You can control the deployment of workloads onto [Capacity Reservations](https://docs.amazonaws.cn/AWSEC2/latest/UserGuide/capacity-reservation-overview.html). EKS Auto Mode supports EC2 On-Demand Capacity Reservations (ODCRs), and EC2 Capacity Blocks for ML.

**Tip**  
By default, EKS Auto Mode can launch into open ODCRs through open-matching, but does not prioritize them. Instances launched through open-matching are labeled `karpenter.sh/capacity-type: on-demand`, not `reserved`. To prioritize ODCR usage and have instances labeled `karpenter.sh/capacity-type: reserved`, configure `capacityReservationSelectorTerms` in the NodeClass definition.
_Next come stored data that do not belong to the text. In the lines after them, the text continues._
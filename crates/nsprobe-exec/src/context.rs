//! ---
//! nsp_section: "05-execution-contexts"
//! nsp_subsection: "module"
//! nsp_type: "source"
//! nsp_scope: "code"
//! nsp_description: "Execution context catalog and task dispatchers."
//! nsp_version: "v0.1.0"
//! nsp_owner: "tbd"
//! ---
use serde::{Deserialize, Serialize};
use strum::{Display, EnumIter, EnumString, IntoEnumIterator, IntoStaticStr};

/// Named strategy deciding where a submitted task runs.
#[derive(
    Debug,
    Clone,
    Copy,
    PartialEq,
    Eq,
    Hash,
    Serialize,
    Deserialize,
    Display,
    EnumIter,
    EnumString,
    IntoStaticStr,
)]
#[serde(rename_all = "kebab-case")]
#[strum(serialize_all = "kebab-case")]
pub enum ExecutionContext {
    /// Marshalled onto the primary UI dispatch thread.
    PrimaryUi,
    /// Marshalled onto an independent, second UI dispatch thread.
    SecondaryUi,
    /// Handed to the general purpose pool with no ordering guarantee.
    UnmanagedPool,
    /// Run on the submitting thread before `submit` returns. Serves as the
    /// same-thread baseline.
    Immediate,
}

impl ExecutionContext {
    pub fn all() -> impl Iterator<Item = ExecutionContext> {
        Self::iter()
    }

    pub fn name(self) -> &'static str {
        self.into()
    }

    /// Whether `submit` returns before the task has run.
    pub fn is_asynchronous(self) -> bool {
        !matches!(self, ExecutionContext::Immediate)
    }

    pub fn description(self) -> &'static str {
        match self {
            ExecutionContext::PrimaryUi => "primary UI dispatch thread",
            ExecutionContext::SecondaryUi => "secondary UI dispatch thread",
            ExecutionContext::UnmanagedPool => "unmanaged thread pool",
            ExecutionContext::Immediate => "calling thread, synchronously",
        }
    }
}
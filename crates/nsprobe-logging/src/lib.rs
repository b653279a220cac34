//! ---
//! nsp_section: "03-logging"
//! nsp_subsection: "module"
//! nsp_type: "source"
//! nsp_scope: "code"
//! nsp_description: "Structured logging adapters for scenario runs."
//! nsp_version: "v0.1.0"
//! nsp_owner: "tbd"
//! ---
#![warn(missing_docs)]

use tracing::Level;
use tracing_subscriber::{fmt as subscriber_fmt, prelude::*, EnvFilter, Registry};

pub mod macros;

/// Initialize a baseline tracing subscriber suitable for development and tests.
///
/// The filter comes from `NSPROBE_LOG`, then `RUST_LOG`, then `info`. Output goes
/// to stderr so stdout stays free for reports.
pub fn init() {
    let filter = std::env::var("NSPROBE_LOG")
        .ok()
        .and_then(|directive| EnvFilter::try_new(directive).ok())
        .or_else(|| EnvFilter::try_from_default_env().ok())
        .unwrap_or_else(|| EnvFilter::default().add_directive(Level::INFO.into()));
    let _ = Registry::default()
        .with(filter)
        .with(
            subscriber_fmt::layer()
                .with_thread_names(true)
                .with_writer(std::io::stderr),
        )
        .try_init();
}

/// Structured logging context propagated by the convenience macros.
#[derive(Debug, Default, Clone)]
pub struct LogContext<'a> {
    /// Harness run identifier.
    pub run: Option<&'a str>,
    /// Execution context the scenario is dispatched through.
    pub context: Option<&'a str>,
    /// Scenario lifecycle state.
    pub state: Option<&'a str>,
    /// Tag name under probe.
    pub tag: Option<&'a str>,
}

impl<'a> LogContext<'a> {
    /// Create an empty logging context.
    pub fn new() -> Self {
        Self::default()
    }

    /// Attach a run identifier.
    pub fn with_run(mut self, run: &'a str) -> Self {
        self.run = Some(run);
        self
    }

    /// Attach an execution context name.
    pub fn with_context(mut self, context: &'a str) -> Self {
        self.context = Some(context);
        self
    }

    /// Attach a scenario state.
    pub fn with_state(mut self, state: &'a str) -> Self {
        self.state = Some(state);
        self
    }

    /// Attach the probed tag name.
    pub fn with_tag(mut self, tag: &'a str) -> Self {
        self.tag = Some(tag);
        self
    }
}

/// High-level outcome used when emitting scenario lifecycle events.
#[derive(Debug, Clone, Copy, PartialEq, Eq)]
pub enum ScenarioEventOutcome {
    /// The scenario step completed successfully.
    Success,
    /// The scenario step failed or errored.
    Fault,
}

impl ScenarioEventOutcome {
    fn as_str(&self) -> &'static str {
        match self {
            ScenarioEventOutcome::Success => "success",
            ScenarioEventOutcome::Fault => "fault",
        }
    }
}

/// Emit a standardized scenario event with a success/fault outcome.
pub fn log_scenario_event(
    context: Option<&LogContext>,
    event: &str,
    message: &str,
    outcome: ScenarioEventOutcome,
) {
    let default = LogContext::default();
    let ctx = context.unwrap_or(&default);
    match outcome {
        ScenarioEventOutcome::Success => tracing::info!(
            event,
            outcome = outcome.as_str(),
            run = ctx.run.unwrap_or(""),
            context = ctx.context.unwrap_or(""),
            state = ctx.state.unwrap_or(""),
            tag = ctx.tag.unwrap_or(""),
            message = %message
        ),
        ScenarioEventOutcome::Fault => tracing::error!(
            event,
            outcome = outcome.as_str(),
            run = ctx.run.unwrap_or(""),
            context = ctx.context.unwrap_or(""),
            state = ctx.state.unwrap_or(""),
            tag = ctx.tag.unwrap_or(""),
            message = %message
        ),
    }
}

#[cfg(test)]
mod tests {
    use super::*;

    #[test]
    fn macros_emit_without_panic() {
        init();
        let ctx = LogContext::new()
            .with_context("primary-ui")
            .with_tag("html");
        probe_info!(context = ctx.clone(), "probe submitted");
        probe_debug!("debug message");
        probe_error!(context = ctx, "mismatch count: {}", 2);
    }

    #[test]
    fn scenario_event_helper_emits() {
        init();
        let ctx = LogContext::new().with_run("run-1").with_state("done");
        log_scenario_event(
            Some(&ctx),
            "scenario.finished",
            "scenario passed",
            ScenarioEventOutcome::Success,
        );
        log_scenario_event(
            None,
            "scenario.finished",
            "scenario failed",
            ScenarioEventOutcome::Fault,
        );
    }
}
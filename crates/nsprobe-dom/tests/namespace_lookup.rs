//! ---
//! nsp_section: "04-document-model"
//! nsp_subsection: "integration-tests"
//! nsp_type: "source"
//! nsp_scope: "code"
//! nsp_description: "Namespace-aware versus plain lookups on parsed documents."
//! nsp_version: "v0.1.0"
//! nsp_owner: "tbd"
//! ---
use nsprobe_common::XHTML_NAMESPACE;
use nsprobe_dom::{parse_document, DocumentKind};

fn counts(markup: &str, content_type: &str) -> (usize, usize) {
    let doc = parse_document(markup, content_type).expect("markup parses");
    (
        doc.get_elements_by_tag_name("html").len(),
        doc.get_elements_by_tag_name_ns(Some(XHTML_NAMESPACE), "html")
            .len(),
    )
}

#[test]
fn xhtml_page_matches_both_lookups() {
    let markup = r#"<?xml version="1.0" encoding="UTF-8"?>
<!DOCTYPE html>
<html xmlns="http://www.w3.org/1999/xhtml" xml:lang="en">
<head><title>Test Page</title></head>
<body><h1>Test Page</h1></body>
</html>"#;
    assert_eq!(counts(markup, "application/xhtml+xml"), (1, 1));
}

#[test]
fn document_without_matches_counts_zero() {
    let markup = r#"<svg xmlns="http://www.w3.org/2000/svg"><g/></svg>"#;
    assert_eq!(counts(markup, "image/svg+xml"), (0, 0));
}

#[test]
fn same_name_in_other_namespace_only_matches_plain_lookup() {
    let markup = r#"<html xmlns="urn:example:not-xhtml"><body/></html>"#;
    assert_eq!(counts(markup, "application/xml"), (1, 0));
}

#[test]
fn unqualified_xml_element_is_in_no_namespace() {
    let doc = parse_document("<html/>", "application/xml").expect("markup parses");
    assert_eq!(doc.kind(), DocumentKind::Xml);
    assert_eq!(doc.get_elements_by_tag_name_ns(None, "html").len(), 1);
    assert_eq!(
        doc.get_elements_by_tag_name_ns(Some(XHTML_NAMESPACE), "html")
            .len(),
        0
    );
}

#[test]
fn prefixed_element_in_other_namespace_only_matches_plain_lookup() {
    let markup = r#"<root xmlns:o="urn:example:other"><o:html/></root>"#;
    assert_eq!(counts(markup, "application/xml"), (1, 0));
}
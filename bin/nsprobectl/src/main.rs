//! ---
//! nsp_section: "07-interfaces"
//! nsp_subsection: "binary"
//! nsp_type: "source"
//! nsp_scope: "code"
//! nsp_description: "Control CLI running probe scenarios from the shell."
//! nsp_version: "v0.1.0"
//! nsp_owner: "tbd"
//! ---
use std::process::ExitCode;

use anyhow::Result;
use clap::{Parser, Subcommand};
use nsprobe_logging as logging;

mod run;

#[derive(Debug, Parser)]
#[command(
    author,
    version,
    about = "Probe namespace-aware element lookups from every execution context",
    long_about = None
)]
struct Cli {
    #[command(subcommand)]
    command: Commands,
}

#[derive(Debug, Subcommand)]
enum Commands {
    #[command(about = "Load a document and run the probe through execution contexts")]
    Run(run::RunArgs),
    #[command(about = "List the available execution contexts")]
    Contexts,
}

fn main() -> Result<ExitCode> {
    let cli = Cli::parse();
    match cli.command {
        Commands::Run(args) => run::run(args),
        Commands::Contexts => {
            logging::init();
            run::list_contexts();
            Ok(ExitCode::SUCCESS)
        }
    }
}
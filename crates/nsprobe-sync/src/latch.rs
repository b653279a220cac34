//! ---
//! nsp_section: "02-synchronisation"
//! nsp_subsection: "module"
//! nsp_type: "source"
//! nsp_scope: "code"
//! nsp_description: "Completion primitives shared by probes and setup."
//! nsp_version: "v0.1.0"
//! nsp_owner: "tbd"
//! ---
//! One-shot completion latch.
//!
//! A [`CompletionLatch`] starts pending and transitions to signaled exactly
//! once. Every write performed before [`CompletionLatch::signal`] is visible to
//! a thread whose wait returned `Ok`, because both sides hand off through the
//! same mutex.

use std::time::{Duration, Instant};

use parking_lot::{Condvar, Mutex};
use thiserror::Error;
use tracing::trace;

#[derive(Debug, Error, Clone, Copy, PartialEq, Eq)]
pub enum LatchError {
    #[error("wait interrupted before the latch was signaled")]
    Interrupted,
    #[error("latch not signaled within {waited:?}")]
    TimedOut { waited: Duration },
}

#[derive(Debug, Default)]
struct LatchState {
    done: bool,
    interrupted: bool,
}

/// One-shot signal with blocking, bounded and interruptible waits.
#[derive(Debug, Default)]
pub struct CompletionLatch {
    state: Mutex<LatchState>,
    cond: Condvar,
}

impl CompletionLatch {
    pub fn new() -> Self {
        Self::default()
    }

    /// Mark the latch done and wake every waiter.
    ///
    /// Returns `true` when this call performed the transition; later calls are
    /// no-ops and return `false`.
    pub fn signal(&self) -> bool {
        let mut state = self.state.lock();
        if state.done {
            return false;
        }
        state.done = true;
        drop(state);
        self.cond.notify_all();
        trace!("completion latch signaled");
        true
    }

    /// Wake every waiter with [`LatchError::Interrupted`].
    ///
    /// Interruption is sticky: waits started afterwards fail immediately. It has
    /// no effect once the latch has been signaled.
    pub fn interrupt(&self) {
        let mut state = self.state.lock();
        if state.done || state.interrupted {
            return;
        }
        state.interrupted = true;
        drop(state);
        self.cond.notify_all();
        trace!("completion latch interrupted");
    }

    pub fn is_signaled(&self) -> bool {
        self.state.lock().done
    }

    /// Block until the latch is signaled. Returns at once if it already was.
    pub fn wait(&self) -> Result<(), LatchError> {
        let mut state = self.state.lock();
        loop {
            if state.done {
                return Ok(());
            }
            if state.interrupted {
                return Err(LatchError::Interrupted);
            }
            self.cond.wait(&mut state);
        }
    }

    /// Block until the latch is signaled or `timeout` elapses.
    pub fn wait_timeout(&self, timeout: Duration) -> Result<(), LatchError> {
        let deadline = Instant::now().checked_add(timeout);
        let mut state = self.state.lock();
        loop {
            if state.done {
                return Ok(());
            }
            if state.interrupted {
                return Err(LatchError::Interrupted);
            }
            match deadline {
                Some(deadline) => {
                    if self.cond.wait_until(&mut state, deadline).timed_out() {
                        if state.done {
                            return Ok(());
                        }
                        return Err(LatchError::TimedOut { waited: timeout });
                    }
                }
                // Deadline overflowed `Instant`; treat as unbounded.
                None => self.cond.wait(&mut state),
            }
        }
    }
}
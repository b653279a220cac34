//! ---
//! nsp_section: "03-logging"
//! nsp_subsection: "module"
//! nsp_type: "source"
//! nsp_scope: "code"
//! nsp_description: "Structured logging adapters for scenario runs."
//! nsp_version: "v0.1.0"
//! nsp_owner: "tbd"
//! ---
/// Emit an event at the given level enriched with a [`LogContext`](crate::LogContext).
#[doc(hidden)]
#[macro_export]
macro_rules! __probe_event {
    ($level:expr, $ctx:expr, $($arg:tt)+) => {{
        let ctx: &$crate::LogContext = $ctx;
        tracing::event!(
            $level,
            run = ctx.run.unwrap_or(""),
            context = ctx.context.unwrap_or(""),
            state = ctx.state.unwrap_or(""),
            tag = ctx.tag.unwrap_or(""),
            message = %format_args!($($arg)+)
        );
    }};
}

/// Emit an informational log enriched with probe context.
#[macro_export]
macro_rules! probe_info {
    (context = $ctx:expr, $($arg:tt)+) => {
        $crate::__probe_event!(tracing::Level::INFO, &$ctx, $($arg)+)
    };
    ($($arg:tt)+) => {
        $crate::__probe_event!(tracing::Level::INFO, &$crate::LogContext::default(), $($arg)+)
    };
}

/// Emit a debug log enriched with probe context.
#[macro_export]
macro_rules! probe_debug {
    (context = $ctx:expr, $($arg:tt)+) => {
        $crate::__probe_event!(tracing::Level::DEBUG, &$ctx, $($arg)+)
    };
    ($($arg:tt)+) => {
        $crate::__probe_event!(tracing::Level::DEBUG, &$crate::LogContext::default(), $($arg)+)
    };
}

/// Emit an error log enriched with probe context.
#[macro_export]
macro_rules! probe_error {
    (context = $ctx:expr, $($arg:tt)+) => {
        $crate::__probe_event!(tracing::Level::ERROR, &$ctx, $($arg)+)
    };
    ($($arg:tt)+) => {
        $crate::__probe_event!(tracing::Level::ERROR, &$crate::LogContext::default(), $($arg)+)
    };
}
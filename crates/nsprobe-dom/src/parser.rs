//! ---
//! nsp_section: "04-document-model"
//! nsp_subsection: "module"
//! nsp_type: "source"
//! nsp_scope: "code"
//! nsp_description: "Document model, markup parsing and asynchronous loading."
//! nsp_version: "v0.1.0"
//! nsp_owner: "tbd"
//! ---
//! Markup parsing on top of the servo parsers.
//!
//! `RcDom` is reference counted and single-threaded, so it is converted into a
//! [`Document`] arena straight after parsing.

use html5ever::tendril::TendrilSink;
use html5ever::ParseOpts;
use markup5ever_rcdom::{Handle, NodeData, RcDom};
use tracing::debug;
use xml5ever::driver::XmlParseOpts;

use crate::document::{Attribute, Document, DocumentKind, Element, NodeId, NodeKind};
use crate::error::{DomError, Result};

/// Map a content type (parameters allowed) onto the parser that handles it.
pub fn document_kind_for(content_type: &str) -> Result<DocumentKind> {
    let essence = content_type
        .split(';')
        .next()
        .unwrap_or_default()
        .trim()
        .to_ascii_lowercase();
    match essence.as_str() {
        "text/html" => Ok(DocumentKind::Html),
        "application/xhtml+xml" | "application/xml" | "text/xml" | "image/svg+xml" => {
            Ok(DocumentKind::Xml)
        }
        other if other.ends_with("+xml") => Ok(DocumentKind::Xml),
        _ => Err(DomError::UnsupportedContentType(content_type.to_owned())),
    }
}

/// Parse `markup` according to `content_type`.
///
/// Fails when the content type is not markup or when the result has no
/// document element.
pub fn parse_document(markup: &str, content_type: &str) -> Result<Document> {
    let kind = document_kind_for(content_type)?;
    let dom = match kind {
        DocumentKind::Xml => {
            xml5ever::driver::parse_document(RcDom::default(), XmlParseOpts::default()).one(markup)
        }
        DocumentKind::Html => {
            html5ever::parse_document(RcDom::default(), ParseOpts::default()).one(markup)
        }
    };

    let mut document = Document::new(kind, content_type);
    let root = document.root();
    convert_children(&mut document, &dom.document, root);

    if document.document_element().is_none() {
        return Err(DomError::MissingDocumentElement);
    }
    debug!(
        kind = %kind,
        content_type,
        nodes = document.node_count(),
        "markup parsed"
    );
    Ok(document)
}

fn convert_children(document: &mut Document, handle: &Handle, parent: NodeId) {
    for child in handle.children.borrow().iter() {
        let kind = match &child.data {
            NodeData::Document => continue,
            NodeData::Doctype { name, .. } => NodeKind::Doctype {
                name: name.to_string(),
            },
            NodeData::Text { contents } => NodeKind::Text(contents.borrow().to_string()),
            NodeData::Comment { contents } => NodeKind::Comment(contents.to_string()),
            NodeData::ProcessingInstruction { target, contents } => {
                NodeKind::ProcessingInstruction {
                    target: target.to_string(),
                    data: contents.to_string(),
                }
            }
            NodeData::Element { name, attrs, .. } => {
                let attributes = attrs
                    .borrow()
                    .iter()
                    .map(|attr| Attribute {
                        local_name: attr.name.local.to_string(),
                        namespace_uri: namespace_of(&attr.name.ns),
                        prefix: attr.name.prefix.as_ref().map(|prefix| prefix.to_string()),
                        value: attr.value.to_string(),
                    })
                    .collect();
                NodeKind::Element(Element::new(
                    name.local.to_string(),
                    namespace_of(&name.ns),
                    name.prefix.as_ref().map(|prefix| prefix.to_string()),
                    attributes,
                ))
            }
        };
        let id = document.append(parent, kind);
        convert_children(document, child, id);
    }
}

fn namespace_of(ns: &str) -> Option<String> {
    (!ns.is_empty()).then(|| ns.to_owned())
}
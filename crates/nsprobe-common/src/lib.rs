//! ---
//! nsp_section: "01-core-functionality"
//! nsp_subsection: "module"
//! nsp_type: "source"
//! nsp_scope: "code"
//! nsp_description: "Shared primitives and utilities for the probe harness."
//! nsp_version: "v0.1.0"
//! nsp_owner: "tbd"
//! ---
//! Core shared primitives for the NSProbe workspace.
//! This crate exposes configuration loading, tracing initialisation and the
//! small time helpers consumed by the harness and the CLI.

pub mod config;
pub mod logging;
pub mod time;

pub use config::{
    DocumentConfig, ExecutorConfig, ExpectationConfig, HarnessConfig, LoadedHarnessConfig,
    LoggingConfig, TimeoutConfig, XHTML_NAMESPACE,
};
pub use logging::{env_filter, init_tracing, LogFormat};
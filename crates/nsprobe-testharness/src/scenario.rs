//! ---
//! nsp_section: "06-test-harness"
//! nsp_subsection: "module"
//! nsp_type: "source"
//! nsp_scope: "code"
//! nsp_description: "Probe scenarios, setup and reporting."
//! nsp_version: "v0.1.0"
//! nsp_owner: "tbd"
//! ---
use std::sync::Arc;
use std::time::Duration;

use nsprobe_common::time::monotonic_now;
use nsprobe_common::{ExpectationConfig, HarnessConfig};
use nsprobe_dom::Document;
use nsprobe_exec::{DispatchTable, ExecutionContext};
use nsprobe_logging::{log_scenario_event, probe_debug, LogContext, ScenarioEventOutcome};
use nsprobe_sync::LatchError;
use serde::{Deserialize, Serialize};
use strum::{AsRefStr, Display};
use uuid::Uuid;

use crate::error::{AssertionFailure, AssertionFailures, HarnessError};
use crate::probe::{Probe, ProbeCounts, ProbeResult, TagNameProbe};
use crate::report::{HarnessReport, ScenarioRecord};

const WITHOUT_NAMESPACE: &str = "Without Namespace";
const WITH_NAMESPACE: &str = "With Namespace";

/// Lifecycle of a single scenario.
///
/// ```text
/// Idle ──submit──► AwaitingProbe ──signal──► Verifying ──┬──► Done
///   └──────────────────┴─────────────────────────────────┴──► Failed
/// ```
#[derive(Debug, Clone, Copy, PartialEq, Eq, Serialize, Deserialize, Display, AsRefStr)]
#[serde(rename_all = "snake_case")]
#[strum(serialize_all = "snake_case")]
pub enum ScenarioState {
    Idle,
    AwaitingProbe,
    Verifying,
    Done,
    Failed,
}

impl ScenarioState {
    pub fn is_terminal(self) -> bool {
        matches!(self, ScenarioState::Done | ScenarioState::Failed)
    }
}

/// Counts every scenario must observe.
#[derive(Debug, Clone, Copy, PartialEq, Eq, Serialize, Deserialize)]
pub struct Expectation {
    pub plain: usize,
    pub namespaced: usize,
}

impl Default for Expectation {
    fn default() -> Self {
        Self {
            plain: 1,
            namespaced: 1,
        }
    }
}

impl From<ExpectationConfig> for Expectation {
    fn from(config: ExpectationConfig) -> Self {
        Self {
            plain: config.plain,
            namespaced: config.namespaced,
        }
    }
}

impl Expectation {
    /// Compare `counts` against both expectations, collecting every mismatch.
    pub fn verify(&self, counts: ProbeCounts) -> AssertionFailures {
        let checks = [
            (WITHOUT_NAMESPACE, self.plain, counts.plain),
            (WITH_NAMESPACE, self.namespaced, counts.namespaced),
        ];
        AssertionFailures(
            checks
                .into_iter()
                .filter(|(_, expected, actual)| expected != actual)
                .map(|(label, expected, actual)| AssertionFailure {
                    label: label.to_owned(),
                    expected,
                    actual,
                })
                .collect(),
        )
    }
}

/// A scenario that reached [`ScenarioState::Done`].
#[derive(Debug, Clone, PartialEq, Eq)]
pub struct ScenarioOutcome {
    pub context: ExecutionContext,
    pub counts: ProbeCounts,
    pub elapsed: Duration,
}

/// Runs the probe against the shared document through an execution context.
pub struct ScenarioRunner<'a> {
    document: Arc<Document>,
    dispatch: &'a DispatchTable,
    probe: Arc<dyn Probe>,
    expectation: Expectation,
    probe_timeout: Option<Duration>,
    run_id: String,
}

impl<'a> ScenarioRunner<'a> {
    /// Runner with the default `html`/XHTML probe, expecting one match each.
    pub fn new(document: Arc<Document>, dispatch: &'a DispatchTable) -> Self {
        Self {
            document,
            dispatch,
            probe: Arc::new(TagNameProbe::default()),
            expectation: Expectation::default(),
            probe_timeout: None,
            run_id: Uuid::new_v4().simple().to_string(),
        }
    }

    pub fn from_config(
        document: Arc<Document>,
        dispatch: &'a DispatchTable,
        config: &HarnessConfig,
    ) -> Self {
        Self::new(document, dispatch)
            .with_probe(TagNameProbe::new(
                config.document.tag_name.clone(),
                config.document.namespace_uri.clone(),
            ))
            .with_expectation(config.expectation.into())
            .with_probe_timeout(config.timeouts.probe)
    }

    pub fn with_probe(mut self, probe: impl Probe + 'static) -> Self {
        self.probe = Arc::new(probe);
        self
    }

    pub fn with_expectation(mut self, expectation: Expectation) -> Self {
        self.expectation = expectation;
        self
    }

    pub fn with_probe_timeout(mut self, timeout: Option<Duration>) -> Self {
        self.probe_timeout = timeout;
        self
    }

    pub fn run_id(&self) -> &str {
        &self.run_id
    }

    pub fn expectation(&self) -> Expectation {
        self.expectation
    }

    /// Probe the document through `context` and verify the observed counts.
    ///
    /// A failing scenario is never retried.
    pub fn run(&self, context: ExecutionContext) -> Result<ScenarioOutcome, HarnessError> {
        let started = monotonic_now();
        let mut state = ScenarioState::Idle;
        let result = self.drive(context, &mut state);

        let log_ctx = LogContext::new()
            .with_run(&self.run_id)
            .with_context(context.name())
            .with_state(state.as_ref());
        match &result {
            Ok(counts) => log_scenario_event(
                Some(&log_ctx),
                "scenario.finished",
                &format!(
                    "plain={} namespaced={}",
                    counts.plain, counts.namespaced
                ),
                ScenarioEventOutcome::Success,
            ),
            Err(err) => log_scenario_event(
                Some(&log_ctx),
                "scenario.finished",
                &err.to_string(),
                ScenarioEventOutcome::Fault,
            ),
        }

        result.map(|counts| ScenarioOutcome {
            context,
            counts,
            elapsed: started.elapsed(),
        })
    }

    /// Run every context in turn, one after the other.
    pub fn run_all<I>(&self, contexts: I) -> HarnessReport
    where
        I: IntoIterator<Item = ExecutionContext>,
    {
        let mut report = HarnessReport::new(self.run_id.clone());
        for context in contexts {
            let started = monotonic_now();
            let record = match self.run(context) {
                Ok(outcome) => ScenarioRecord::passed(&outcome),
                Err(err) => ScenarioRecord::from_error(context, &err, started.elapsed()),
            };
            report.push(record);
        }
        report
    }

    fn drive(
        &self,
        context: ExecutionContext,
        state: &mut ScenarioState,
    ) -> Result<ProbeCounts, HarnessError> {
        let result = Arc::new(ProbeResult::new());
        let task = {
            let result = Arc::clone(&result);
            let document = Arc::clone(&self.document);
            let probe = Arc::clone(&self.probe);
            move || {
                result.record_from(|| probe.measure(&document));
            }
        };

        if let Err(source) = self.dispatch.submit(context, task) {
            self.advance(context, state, ScenarioState::Failed);
            return Err(HarnessError::Dispatch { context, source });
        }
        self.advance(context, state, ScenarioState::AwaitingProbe);

        let counts = match result.await_counts(self.probe_timeout) {
            Ok(counts) => counts,
            Err(err) => {
                self.advance(context, state, ScenarioState::Failed);
                return Err(match err {
                    LatchError::Interrupted => HarnessError::Interrupted { context },
                    LatchError::TimedOut { waited } => HarnessError::TimedOut { context, waited },
                });
            }
        };
        self.advance(context, state, ScenarioState::Verifying);

        let failures = self.expectation.verify(counts);
        if failures.is_empty() {
            self.advance(context, state, ScenarioState::Done);
            Ok(counts)
        } else {
            self.advance(context, state, ScenarioState::Failed);
            Err(HarnessError::AssertionFailed { context, failures })
        }
    }

    fn advance(&self, context: ExecutionContext, state: &mut ScenarioState, next: ScenarioState) {
        let log_ctx = LogContext::new()
            .with_run(&self.run_id)
            .with_context(context.name())
            .with_state(next.as_ref());
        probe_debug!(context = log_ctx, "scenario {} -> {}", state, next);
        *state = next;
    }
}

#[cfg(test)]
mod tests {
    use super::*;

    #[test]
    fn verify_reports_every_mismatch() {
        let expectation = Expectation::default();
        assert!(expectation.verify(ProbeCounts::new(1, 1)).is_empty());

        let failures = expectation.verify(ProbeCounts::new(1, 0));
        assert_eq!(failures.len(), 1);
        assert_eq!(failures.0[0].label, WITH_NAMESPACE);

        let failures = expectation.verify(ProbeCounts::new(0, 0));
        let labels: Vec<_> = failures.iter().map(|f| f.label.as_str()).collect();
        assert_eq!(labels, [WITHOUT_NAMESPACE, WITH_NAMESPACE]);
    }

    #[test]
    fn expectation_follows_config() {
        let expectation: Expectation = ExpectationConfig {
            plain: 1,
            namespaced: 0,
        }
        .into();
        assert!(expectation.verify(ProbeCounts::new(1, 0)).is_empty());
    }

    #[test]
    fn only_done_and_failed_are_terminal() {
        assert!(ScenarioState::Done.is_terminal());
        assert!(ScenarioState::Failed.is_terminal());
        assert!(!ScenarioState::AwaitingProbe.is_terminal());
        assert_eq!(ScenarioState::AwaitingProbe.as_ref(), "awaiting_probe");
    }
}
Capacity Blocks for ML always require `capacityReservationSelectorTerms` and are not used automatically.

## EC2 On-Demand Capacity Reservations (ODCRs)
<a name="_ec2_on_demand_capacity_reservations_odcrs"></a>

EC2 On-Demand Capacity Reservations (ODCRs) allow you to reserve compute capacity for your Amazon EC2 instances in a specific Availability Zone for any duration. When using EKS Auto Mode, you may want to control whether your Kubernetes workloads are deployed onto these reserved instances to maximize utilization of pre-purchased capacity or to ensure critical workloads have access to guaranteed resources.

By default, EKS Auto Mode automatically launches into open ODCRs. However, by configuring `capacityReservationSelectorTerms` on a NodeClass, you can explicitly control which ODCRs your workloads use. Nodes provisioned using configured ODCRs will have `karpenter.sh/capacity-type: reserved` and will be prioritized over on-demand and spot. Once this feature is enabled, EKS Auto Mode will no longer automatically use open ODCRs—they must be explicitly selected by a NodeClass, giving you precise control over capacity reservation usage across your cluster.

**Warning**  
If you configure `capacityReservationSelectorTerms` on a NodeClass in a cluster, EKS Auto Mode will no longer automatically use open ODCRs for *any* NodeClass in the cluster.

### Example NodeClass
<a name="_example_nodeclass"></a>

```
apiVersion: eks.amazonaws.com/v1
kind: NodeClass
spec:
  # Optional: Selects upon on-demand capacity reservations and capacity blocks
  # for EKS Auto Mode to prioritize.
  capacityReservationSelectorTerms:
    - id: cr-56fac701cc1951b03
    # Alternative Approaches
    - tags:
        app: "my-app"
      # Optional owning account ID filter
      owner: "012345678901"
```

This example NodeClass demonstrates two approaches for selecting ODCRs. The first method directly references a specific ODCR by its ID (`cr-56fac701cc1951b03`). The second method uses tag-based selection, targeting ODCRs with the tag `Name: "targeted-odcr"`. You can also optionally filter by the Amazon account that owns the reservation, which is particularly useful in cross-account scenarios or when working with shared capacity reservations.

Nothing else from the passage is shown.